100% trial and error - also leaving Alpha engines like 5 alone is a great idea, both for sanity and because of the fact epic does not pay you or me to be their tester on trash they release knowing it won’t work…
There’s pretty much no one that does animations and character setup right in any form or shape.
Epic’s hire Laurent is the only one showcasing and explaining basic things during hour long (and longer) talks. Out of which you have to learn, undesrstand, re-create, test, and asjust.
There’s a few folks that do decent shader tutorials: ben cloward, I believe is the last one I know of that epic didn’t buy/hire.
Of the epic employess you’ll find helpful stuff on shaderbits.io, and some dated videos from when chris murphy and De Jong were not with epic.
Also any of their official epic talks are often worth the time it takes to watch them at x2 speed.
Theres pretty much no one that does landacape systems correctly - and be aware that anything you watch on the subject is very likely trash if it deals at all with stuff inside the engine.
There’s some decent tutorials on using SFX Houdiny for this. Use/learn those.
On optimization, you’ll find a lot of BS and opinions by just about anyone. But the ones to listen to are Intel. They usually release papers on optimizing unreal, kind of like GPU Gems used to be.
Everything else about the engine is either stuff you should probably not utilize, or stuff you can quickly pick up which works somewhat like you’d expect. It depends on what it is, and on why you are attempting to use it.
On most projects we consult for, the developers just have no idea what so ever of what something should look or function like in the first place, so they attempt to levarage pre-made stuff to save time and then are faced with having to replace the whole system later on…
Top amongst these is the water system, second is the landscape, third is badly created characters…
As a general rule of thumb, assume that any youtube video you watch on any subject is an OPINION, and not an “how to”.
There likely is a better / best practice way to re-do whatever the video explains.

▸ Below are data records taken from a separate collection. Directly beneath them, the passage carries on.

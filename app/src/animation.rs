//! This module holds the pure timing and transform math behind the animated
//! splash mark.
//!
//! Everything here is plain arithmetic over elapsed milliseconds, kept free of
//! any DOM or reactive types so the animation curves can be unit tested
//! without a browser. The loader component samples these functions once per
//! animation frame.

use core::f64::consts::TAU;

/// Normalized progress of the looping rotation at `elapsed_ms` into the
/// animation.
///
/// The value ramps linearly from 0 to 1 over `duration_ms`, then wraps back
/// to 0 and repeats indefinitely. A non-positive duration degenerates to an
/// instant animation and pins the progress at 0 (a full turn is
/// indistinguishable from no turn).
#[must_use]
pub fn rotation_progress(elapsed_ms: f64, duration_ms: f64) -> f64 {
    if duration_ms <= 0.0 {
        return 0.0;
    }
    elapsed_ms.rem_euclid(duration_ms) / duration_ms
}

/// Normalized progress of the one-shot fade-in at `elapsed_ms` into the
/// animation.
///
/// Ramps linearly from 0 to 1 over `duration_ms` and then holds at 1. A
/// non-positive duration is treated as an instant fade and returns 1.
#[must_use]
pub fn opacity_progress(elapsed_ms: f64, duration_ms: f64) -> f64 {
    if duration_ms <= 0.0 {
        return 1.0;
    }
    (elapsed_ms / duration_ms).clamp(0.0, 1.0)
}

/// Maps a rotation progress value onto an angle in radians, sweeping the full
/// 0..2π range exactly once per period.
#[must_use]
pub fn rotation_angle(progress: f64) -> f64 {
    progress * TAU
}

/// 2D rotation matrix for `angle` radians in SVG column order
/// `[a, b, c, d, e, f]`.
///
/// The negated cosine terms match the artwork: the dash overlay is drawn
/// half-turned relative to the base glyph, so a zero progress still lines up
/// with the original design.
#[must_use]
pub fn rotation_matrix(angle: f64) -> [f64; 6] {
    let (sin, cos) = angle.sin_cos();
    [-cos, -sin, sin, -cos, 0.0, 0.0]
}

/// Renders a six-element matrix as an SVG `transform` attribute value.
#[must_use]
pub fn svg_matrix(matrix: &[f64; 6]) -> String {
    format!(
        "matrix({},{},{},{},{},{})",
        matrix[0], matrix[1], matrix[2], matrix[3], matrix[4], matrix[5]
    )
}

/// Pure-translation transform moving the origin to `(x, y)`.
#[must_use]
pub fn translate_matrix(x: f64, y: f64) -> String {
    format!("matrix(1.00,0.00,0.00,1.00,{x},{y})")
}

/// Responsive sizing rule for the mark: grow with the viewport but never
/// shrink below the configured minimum.
///
/// Returns `max(configured, viewport_width / ratio_scale)`; a non-positive
/// `ratio_scale` disables viewport scaling and yields the configured size.
#[must_use]
pub fn effective_size(configured: f64, viewport_width: f64, ratio_scale: f64) -> f64 {
    if ratio_scale <= 0.0 {
        return configured;
    }
    let scaled = viewport_width / ratio_scale;
    if scaled >= configured { scaled } else { configured }
}
//! Shared application state types.

#[cfg(feature = "ssr")]
use axum::extract::FromRef;
#[cfg(feature = "ssr")]
use leptos::config::LeptosOptions;

#[cfg(feature = "ssr")]
#[derive(FromRef, Debug, Clone)]
pub struct AppState {
    pub leptos_options: std::sync::Arc<LeptosOptions>,
}

#[cfg(feature = "ssr")]
impl FromRef<AppState> for LeptosOptions {
    fn from_ref(state: &AppState) -> Self {
        state.leptos_options.as_ref().clone()
    }
}
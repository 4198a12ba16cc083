//! Static vector artwork for the splash mark.
//!
//! The glyph is authored in a fixed 624x624 logical viewbox and rendered at
//! whatever on-screen size the loader computes; nothing here is derived at
//! runtime.

/// Logical coordinate space the paths are authored in.
#[derive(Clone, Copy, Debug, PartialEq)]
pub struct Viewbox {
    pub w: f64,
    pub h: f64,
}

pub const VIEWBOX: Viewbox = Viewbox { w: 624.0, h: 624.0 };

/// Fill of the outer ring outline.
pub const DARK: &str = "#010101";
/// Fill of the base glyph body.
pub const LIGHTEN: &str = "#fafafa";
/// Fill of the rotating dash overlay.
pub const DASH: &str = "#5bd4d0";

/// Outer ring outline, painted first.
pub const OUTLINE_PATH: &str = "M312,571c143.3,0,258.9-115.6,258.9-257.8v-1.2c0-143.3-115.6-259-257.7-259h-1.2C168.7,53,51.9,168.7,51.9,312c0,142.1,116.8,259,260.1,259ZM312,0.1C139.8,0.2,0.2,139.7,0.1,312C0.2,484.3,139.8,623.9,312,623.9c172.2-.1,311.8-139.6,311.9-311.9C622.7,139.8,483,0.1,312,0.1Zm0,593.8C156.6,593.9,30.2,467.4,30.2,312v-2.4C31.4,154.2,156.6,29,312,30.2c155.3,0,280.6,125.2,281.8,281.8c0,155.4-126.5,281.9-281.8,281.9Z";

/// Light glyph body with the center arrows, painted over the outline.
pub const BASE_PATH: &str = "M312,30.2C156.7,29,31.4,154.3,30.2,309.6v2.4c0,155.4,126.4,281.8,281.8,281.8s281.8-126.3,281.8-281.8C592.6,155.5,467.3,30.2,312,30.2ZM312,571C168.7,571,51.9,454.2,51.9,312C51.9,168.7,168.7,51.8,312,51.8s258.9,115.6,258.9,257.8v1.2C570.9,454.2,454.1,571,312,571Zm20.5-271l-28.9-28.9-77.1,78.3c-24.1-24.1-24.1-63.8,0-89.1l33.7-33.7-27.7-27.7l112-10.8-12,111.9Zm-42.2,21.7l28.9,28.9l78.3-78.3c24.1,24.1,24.1,63.8,0,89.1l-33.7,33.7l27.7,27.7-112,10.8l10.8-111.9Z";

/// Dashed ring overlay, the only animated layer.
pub const DASH_PATH: &str = "M136.8,207.8l-24.1-14.5c9.6-16.9,21.7-31.3,36.1-45.8L169.3,168c-13.3,12.1-22.9,25.3-32.5,39.8Zm97.5-83.1v-1.2L223.5,97c-18.1,7.2-35.1,17-50.6,28.9L191,148.8c13.2-9.6,27.7-18.1,43.3-24.1ZM123.5,234.3L97,223.5c-7.2,18.1-12,36.1-15.7,55.4l28.9,3.6c2.5-16.9,7.3-32.6,13.3-48.2ZM401.7,97c-17.8-7.2-36.4-12-55.4-14.4l-3.6,28.9c15.7,2.4,32.5,7.2,48.2,13.2L401.7,97ZM514.9,312.6h28.9c0-19.3-2.4-38.5-7.2-56.6l-27.7,7.2c3.6,15.6,6,32.5,6,49.4Zm-405.8-1.3h-28.9c0,19.3,2.4,38.5,7.2,57.8l27.7-7.2c-3.6-16.8-6-33.6-6-50.6Zm391.4-77l26.5-12c-7.2-18.1-17-35.1-28.9-50.6l-22.9,18.1c9.6,14.4,19.2,28.8,25.3,44.5Zm-22.9-86.7c-14.5-13.2-30.1-25.3-45.8-34.9L416.1,138c14.4,8.4,27.7,19.3,39.7,31.3l21.8-21.7Zm21.7,243.3L527,401.7c7.2-17.8,12.1-36.4,14.5-55.4l-28.9-3.6c-2.5,16.9-7.3,32.6-13.3,48.2ZM389.7,499.3L400.5,527c18.1-7.2,34.9-16.9,50.6-30.1L433,474c-13.2,10.8-27.7,19.2-43.3,25.3Zm-77.1,15.6v28.9c18.1,0,37.3-1.2,56.6-7.2L362,508.9c-15.7,3.6-32.5,6-49.4,6Zm142.1-59l20.5,20.5c14.5-13.2,26.5-28.9,36.1-44.5L486,416.2c-9.6,14.4-19.3,27.7-31.3,39.7ZM123.5,389.7L97,400.5c7.2,18.1,17,35.1,28.9,50.6L148.8,433c-9.6-13.2-19.2-27.6-25.3-43.3ZM262,115.1c16.9-4.8,32.5-6,49.4-6v-28.9c-19.3,0-38.5,2.4-56.6,7.2l7.2,27.7ZM147.6,475.2c13.2,14.4,28.9,26.5,45.8,36.1L207.9,486c-14.5-9.6-27.7-19.3-39.7-31.3l-20.6,20.5ZM223.5,527c16.9,7.2,36.1,12,55.4,15.7l3.6-28.9c-16.9-2.4-32.5-7.2-48.2-13.2L223.5,527Z";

If you learn the concept expressed, and you are able to re-apply it into other situations, then you got something which was worth learning out of it…
Edit:
I forgot one guy who’s important to advanced shader techniques when it comes to learning stuff you didnt yet even think of - who I also believe isn’t an epic employee.
Tharlevfx
Hes got a youtube channel and shares some good stuff for UV manipulation / avoiding tyling and so forth.